No lessons learned from (literally) decades of media format wars

Something for the Weekend, Sir? Argh, where did I put that old comic? Someone told me it's a collector's item! It has value!

You may be disappointed to learn that I am not hunting down an issue #1 heirloom featuring caped billionaire fascists or drug-pumped soldiers in patriotic catsuits. What I'm searching for has less of the crime bashing and more, er, kangaroo snogging.

Found it! Found them all, in fact: a complete set of Deadline, all 64 issues from launch to collapse. Given that my move to France a couple of years ago effectively turned my house upside-down, it made sense that everything that used to be stored in the attic would now be in the cellar – and that's where they were.

I'm not looking to sell. I'm trying not to buy.

Maybe you're the same, I dunno, but I have an annoying habit of buying the same thing over and over again.
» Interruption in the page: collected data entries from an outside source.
//! Types for the engine module.

use serde::Serialize;

/// Numeric metrics reported by operations and comparisons.
pub type MetricMap = std::collections::HashMap<String, f64>;

/// Describes one operation for the frontend registry.
#[derive(Debug, Clone, Serialize)]
pub struct OperationSpec {
    /// Wire-stable operation id.
    pub id: &'static str,
    /// Human-readable label.
    pub label: &'static str,
    /// Whether a second (reference) artifact is mandatory.
    pub requires_reference: bool,
    /// Accepted parameters.
    pub params: Vec<ParamSpec>,
}

/// Describes one accepted parameter of an operation.
#[derive(Debug, Clone, Serialize)]
pub struct ParamSpec {
    pub name: &'static str,
    #[serde(flatten)]
    pub kind: ParamKind,
}

/// Parameter kind with default and bounds.
#[derive(Debug, Clone, Serialize)]
#[serde(tag = "kind", rename_all = "snake_case")]
pub enum ParamKind {
    Float {
        default: f64,
        min: f64,
        max: f64,
    },
    Int {
        default: i64,
        min: i64,
        max: i64,
    },
    Choice {
        default: &'static str,
        choices: &'static [&'static str],
    },
}

impl ParamSpec {
    pub fn float(name: &'static str, default: f64, min: f64, max: f64) -> Self {
        Self {
            name,
            kind: ParamKind::Float { default, min, max },
        }
    }

    pub fn int(name: &'static str, default: i64, min: i64, max: i64) -> Self {
        Self {
            name,
            kind: ParamKind::Int { default, min, max },
        }
    }

    pub fn choice(
        name: &'static str,
        default: &'static str,
        choices: &'static [&'static str],
    ) -> Self {
        Self {
            name,
            kind: ParamKind::Choice { default, choices },
        }
    }
}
The process goes like this:

1. I notice a serialised comic strip that appeals to me in an anthology that I subscribe to.

2. Months afterwards, I purchase the whole series anew when they are collected and republished as a graphic novel.

3. A decade later, I have forgotten where I put the graphic novel and end up buying the repackaged reprint all over again.

4. After reading the reprint, I pop it onto a bookshelf, only to find I have inserted it right next to the edition that I couldn't find.

Determined not to make all the same mistakes over and over again, on the cusp of ordering Shaky Kane's Good News Bible I went hunting for Mr Kane's originals in my copies of Deadline that I bought in late 1980s and early 1990s from my local newsagent. Hmm, I see the pages have yellowed a bit, especially after they switched to cheaper paper a year after the launch. Maybe I should buy the digital edition.

Ah, now. I forgot to mention step 5:

5. Despite owning the original print run and two alternative collected volumes of the comic strip series, I convince myself that buying a digital edition of the same graphic novel will ensure longevity.

Photo of early issues of Deadline magazine

So 1980s! Some Deadline magazines in Dabbsy's cellar

Here's where things get sticky, because this is often followed by a step 6:

6. The company that sold me the digital comic goes out of business and its app stops working. So I feel obliged to buy it all over again on another platform – as before, for reasons of "longevity".

Anyone would think the media format wars for video and music just passed me by, unnoticed. Yet I know plenty of people who own the same albums in multiple formats: on original vinyl, then cassette, CD with copy protection, post-1990s reissued CD without copy protection, Minidisc, MP3, FLAC, streaming and, of course, vinyl again.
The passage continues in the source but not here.